The stretch wanted below opens at the line containing "Malformed secret or guess." and closes at the line containing "pub fn new()". Please return it exactly, with no other lines.

*** Information ***

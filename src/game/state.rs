//! Game State Definitions
//!
//! The per-session referee: secret setup, alternating guesses, and the
//! terminal winner. Transport-free; the network layer decides who gets
//! told what.

use serde::{Serialize, Deserialize};
use thiserror::Error;

use crate::game::code::{Code, CodeError};
use crate::game::scoring::{score, Feedback};

// =============================================================================
// SLOT
// =============================================================================

/// One of the two fixed seats in a session.
#[derive(Clone, Copy, Debug, PartialEq, Eq, PartialOrd, Ord, Hash, Serialize, Deserialize)]
#[serde(try_from = "u8", into = "u8")]
pub enum Slot {
    /// Player 1. Moves first.
    One,
    /// Player 2.
    Two,
}

impl Slot {
    /// Both slots in order.
    pub const BOTH: [Slot; 2] = [Slot::One, Slot::Two];

    /// The opposing slot.
    #[inline]
    pub fn other(self) -> Slot {
        match self {
            Slot::One => Slot::Two,
            Slot::Two => Slot::One,
        }
    }

    /// Zero-based array index.
    #[inline]
    pub fn index(self) -> usize {
        match self {
            Slot::One => 0,
            Slot::Two => 1,
        }
    }

    /// Wire number (1 or 2).
    #[inline]
    pub fn number(self) -> u8 {
        self.index() as u8 + 1
    }
}

/// Slot number outside 1..=2.
#[derive(Debug, Clone, Copy, PartialEq, Eq, Error)]
#[error("invalid slot number {0}, expected 1 or 2")]
pub struct InvalidSlot(pub u8);

impl TryFrom<u8> for Slot {
    type Error = InvalidSlot;

    fn try_from(n: u8) -> Result<Self, Self::Error> {
        match n {
            1 => Ok(Slot::One),
            2 => Ok(Slot::Two),
            other => Err(InvalidSlot(other)),
        }
    }
}

impl From<Slot> for u8 {
    fn from(slot: Slot) -> Self {
        slot.number()
    }
}

// =============================================================================
// PHASE
// =============================================================================

/// Game phase. Turn and winner only exist in the phase that needs them.
#[derive(Clone, Copy, Debug, PartialEq, Eq)]
pub enum Phase {
    /// Waiting for both secrets.
    AwaitingSecrets,
    /// Guessing; `turn` may submit next.
    InPlay {
        /// Slot allowed to guess.
        turn: Slot,
    },
    /// Terminal.
    Finished {
        /// Slot that cracked the opponent's code.
        winner: Slot,
    },
}

/// Phase without payload, for errors and the wire.
#[derive(Clone, Copy, Debug, PartialEq, Eq, Serialize, Deserialize)]
#[serde(rename_all = "snake_case")]
pub enum PhaseKind {
    /// See [`Phase::AwaitingSecrets`].
    AwaitingSecrets,
    /// See [`Phase::InPlay`].
    InPlay,
    /// See [`Phase::Finished`].
    Finished,
}

impl Phase {
    /// Payload-free kind.
    pub fn kind(&self) -> PhaseKind {
        match self {
            Phase::AwaitingSecrets => PhaseKind::AwaitingSecrets,
            Phase::InPlay { .. } => PhaseKind::InPlay,
            Phase::Finished { .. } => PhaseKind::Finished,
        }
    }

    /// Current turn, if in play.
    pub fn turn(&self) -> Option<Slot> {
        match self {
            Phase::InPlay { turn } => Some(*turn),
            _ => None,
        }
    }

    /// Winner, if finished.
    pub fn winner(&self) -> Option<Slot> {
        match self {
            Phase::Finished { winner } => Some(*winner),
            _ => None,
        }
    }
}

impl std::fmt::Display for PhaseKind {
    fn fmt(&self, f: &mut std::fmt::Formatter<'_>) -> std::fmt::Result {
        let s = match self {
            PhaseKind::AwaitingSecrets => "awaiting-secrets",
            PhaseKind::InPlay => "in-play",
            PhaseKind::Finished => "finished",
        };
        f.write_str(s)
    }
}

// =============================================================================
// HISTORY
// =============================================================================

/// One scored guess.
#[derive(Clone, Copy, Debug, PartialEq, Eq, Serialize, Deserialize)]
pub struct GuessRecord {
    /// The guessed code.
    pub guess: Code,
    /// Its score against the opponent's secret.
    #[serde(flatten)]
    pub feedback: Feedback,
}

// =============================================================================
// GAME
// =============================================================================

/// Rejections from the state machine. None of them change state.
#[derive(Debug, Clone, PartialEq, Eq, Error)]
pub enum GameError {
    /// Malformed secret or guess.
    #[error("invalid code: {0}")]
    InvalidCode(#[from] CodeError),

    /// Event not allowed in the current phase.
    #[error("not allowed while {actual}")]
    WrongPhase {
        /// Phase the session is in.
        actual: PhaseKind,
    },

    /// Guess from the slot that is not on turn.
    #[error("it is player {}'s turn", .turn.number())]
    OutOfTurn {
        /// Slot currently on turn.
        turn: Slot,
    },

    /// Secret submitted twice.
    #[error("secret already set")]
    SecretAlreadySet,
}

/// Result of a successful `set_secret`.
#[derive(Debug, Clone, Copy, PartialEq, Eq)]
pub enum SecretOutcome {
    /// Stored; the other slot still has to choose.
    Waiting,
    /// Both secrets set; play begins with `turn`.
    Started {
        /// First slot to guess.
        turn: Slot,
    },
}

/// Result of a successful `submit_guess`.
#[derive(Debug, Clone, Copy, PartialEq, Eq)]
pub enum GuessOutcome {
    /// Scored, turn passed on.
    Continue {
        /// The new history entry.
        record: GuessRecord,
        /// Slot on turn now.
        next_turn: Slot,
    },
    /// Winning guess; the game is over.
    Won {
        /// The new history entry.
        record: GuessRecord,
        /// The submitter.
        winner: Slot,
    },
}

/// State for one two-player game.
#[derive(Debug, Clone)]
pub struct Game {
    phase: Phase,
    secrets: [Option<Code>; 2],
    /// Newest entry first.
    histories: [Vec<GuessRecord>; 2],
}

impl Default for Game {
    fn default() -> Self {
        Self::new()
    }
}

impl Game {
    /// Fresh game awaiting secrets.
    pub fn new() -> Self {
        Self {
            phase: Phase::AwaitingSecrets,
            secrets: [None, None],
            histories: [Vec::new(), Vec::new()],
        }
    }

    /// Current phase.
    pub fn phase(&self) -> Phase {
        self.phase
    }

    /// Whether `slot` has chosen a secret.
    pub fn has_secret(&self, slot: Slot) -> bool {
        self.secrets[slot.index()].is_some()
    }

    /// `slot`'s guesses, newest first.
    pub fn history(&self, slot: Slot) -> &[GuessRecord] {
        &self.histories[slot.index()]
    }

    /// Both secrets, only once the game is finished.
    pub fn revealed_secrets(&self) -> Option<(Code, Code)> {
        match (self.phase, self.secrets) {
            (Phase::Finished { .. }, [Some(a), Some(b)]) => Some((a, b)),
            _ => None,
        }
    }

    /// Set `slot`'s secret from raw input.
    pub fn set_secret(&mut self, slot: Slot, raw: &str) -> Result<SecretOutcome, GameError> {
        if self.phase != Phase::AwaitingSecrets {
            return Err(GameError::WrongPhase { actual: self.phase.kind() });
        }
        let code = Code::parse(raw)?;
        if self.has_secret(slot) {
            return Err(GameError::SecretAlreadySet);
        }

        self.secrets[slot.index()] = Some(code);

        if self.has_secret(slot.other()) {
            self.phase = Phase::InPlay { turn: Slot::One };
            Ok(SecretOutcome::Started { turn: Slot::One })
        } else {
            Ok(SecretOutcome::Waiting)
        }
    }

    /// Submit a guess from `slot` against the opponent's secret.
    pub fn submit_guess(&mut self, slot: Slot, raw: &str) -> Result<GuessOutcome, GameError> {
        let turn = match self.phase {
            Phase::InPlay { turn } => turn,
            other => return Err(GameError::WrongPhase { actual: other.kind() }),
        };
        if slot != turn {
            return Err(GameError::OutOfTurn { turn });
        }
        let guess = Code::parse(raw)?;

        let target = self.secrets[slot.other().index()]
            .ok_or(GameError::WrongPhase { actual: PhaseKind::AwaitingSecrets })?;
        let record = GuessRecord {
            guess,
            feedback: score(&target, &guess),
        };
        self.histories[slot.index()].insert(0, record);

        if record.feedback.is_win() {
            self.phase = Phase::Finished { winner: slot };
            Ok(GuessOutcome::Won { record, winner: slot })
        } else {
            let next_turn = slot.other();
            self.phase = Phase::InPlay { turn: next_turn };
            Ok(GuessOutcome::Continue { record, next_turn })
        }
    }
}
//! # Code Duel Server
//!
//! Matchmaking and referee server for Code Duel, a two-player
//! code-breaking game: each player hides a four-digit code with distinct
//! digits and no leading zero, then both take turns guessing the other's.
//!
//! ## Architecture
//!
//! ```text
//! ┌─────────────────────────────────────────────────────────────┐
//! │                     CODE DUEL SERVER                         │
//! ├─────────────────────────────────────────────────────────────┤
//! │  game/           - Rules (pure, no I/O)                      │
//! │  ├── code.rs     - Code validation                           │
//! │  ├── scoring.rs  - Exact / partial feedback                  │
//! │  └── state.rs    - Per-match phase machine                   │
//! │                                                              │
//! │  network/        - Matchmaking and transport                 │
//! │  ├── matchmaking.rs - FIFO pairing queue                     │
//! │  ├── session.rs  - Session registry                          │
//! │  ├── router.rs   - Single-owner event router                 │
//! │  ├── protocol.rs - Message types                             │
//! │  └── server.rs   - WebSocket server                          │
//! │                                                              │
//! │  stats/          - Win/loss records                          │
//! │  ├── memory.rs   - In-process store                          │
//! │  └── json_file.rs- JSON file store                           │
//! └─────────────────────────────────────────────────────────────┘
//! ```
//!
//! ## Concurrency
//!
//! All queue, registry and game mutations happen on the router task, one
//! event at a time. Connection tasks only parse frames and forward them,
//! so pairing and turn order need no locks.

#![warn(missing_docs)]
#![warn(clippy::all)]
#![deny(unsafe_code)]

pub mod game;
pub mod network;
pub mod stats;

// Re-export commonly used types
pub use game::code::{Code, CodeError};
pub use game::scoring::{score, Feedback};
pub use game::state::{Game, GameError, Phase, Slot};
pub use network::{GameServer, GameServerError, ServerConfig};
pub use stats::{JsonFileStatsStore, MemoryStatsStore, PlayerStats, StatsStore, StoreError};

/// Crate version
pub const VERSION: &str = env!("CARGO_PKG_VERSION");

/// Digits in a secret or guess.
pub const CODE_LENGTH: usize = 4;

/// Most leaderboard entries ever returned.
pub const DEFAULT_LEADERBOARD_LIMIT: usize = 100;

*** End of Information ***

- **Exercise answer**
    /// Malformed secret or guess.
    #[error("invalid code: {0}")]
    InvalidCode(#[from] CodeError),

    /// Event not allowed in the current phase.
    #[error("not allowed while {actual}")]
    WrongPhase {
        /// Phase the session is in.
        actual: PhaseKind,
    },

    /// Guess from the slot that is not on turn.
    #[error("it is player {}'s turn", .turn.number())]
    OutOfTurn {
        /// Slot currently on turn.
        turn: Slot,
    },

    /// Secret submitted twice.
    #[error("secret already set")]
    SecretAlreadySet,
}

/// Result of a successful `set_secret`.
#[derive(Debug, Clone, Copy, PartialEq, Eq)]
pub enum SecretOutcome {
    /// Stored; the other slot still has to choose.
    Waiting,
    /// Both secrets set; play begins with `turn`.
    Started {
        /// First slot to guess.
        turn: Slot,
    },
}

/// Result of a successful `submit_guess`.
#[derive(Debug, Clone, Copy, PartialEq, Eq)]
pub enum GuessOutcome {
    /// Scored, turn passed on.
    Continue {
        /// The new history entry.
        record: GuessRecord,
        /// Slot on turn now.
        next_turn: Slot,
    },
    /// Winning guess; the game is over.
    Won {
        /// The new history entry.
        record: GuessRecord,
        /// The submitter.
        winner: Slot,
    },
}

/// State for one two-player game.
#[derive(Debug, Clone)]
pub struct Game {
    phase: Phase,
    secrets: [Option<Code>; 2],
    /// Newest entry first.
    histories: [Vec<GuessRecord>; 2],
}

impl Default for Game {
    fn default() -> Self {
        Self::new()
    }
}

impl Game {
    /// Fresh game awaiting secrets.
    pub fn new() -> Self {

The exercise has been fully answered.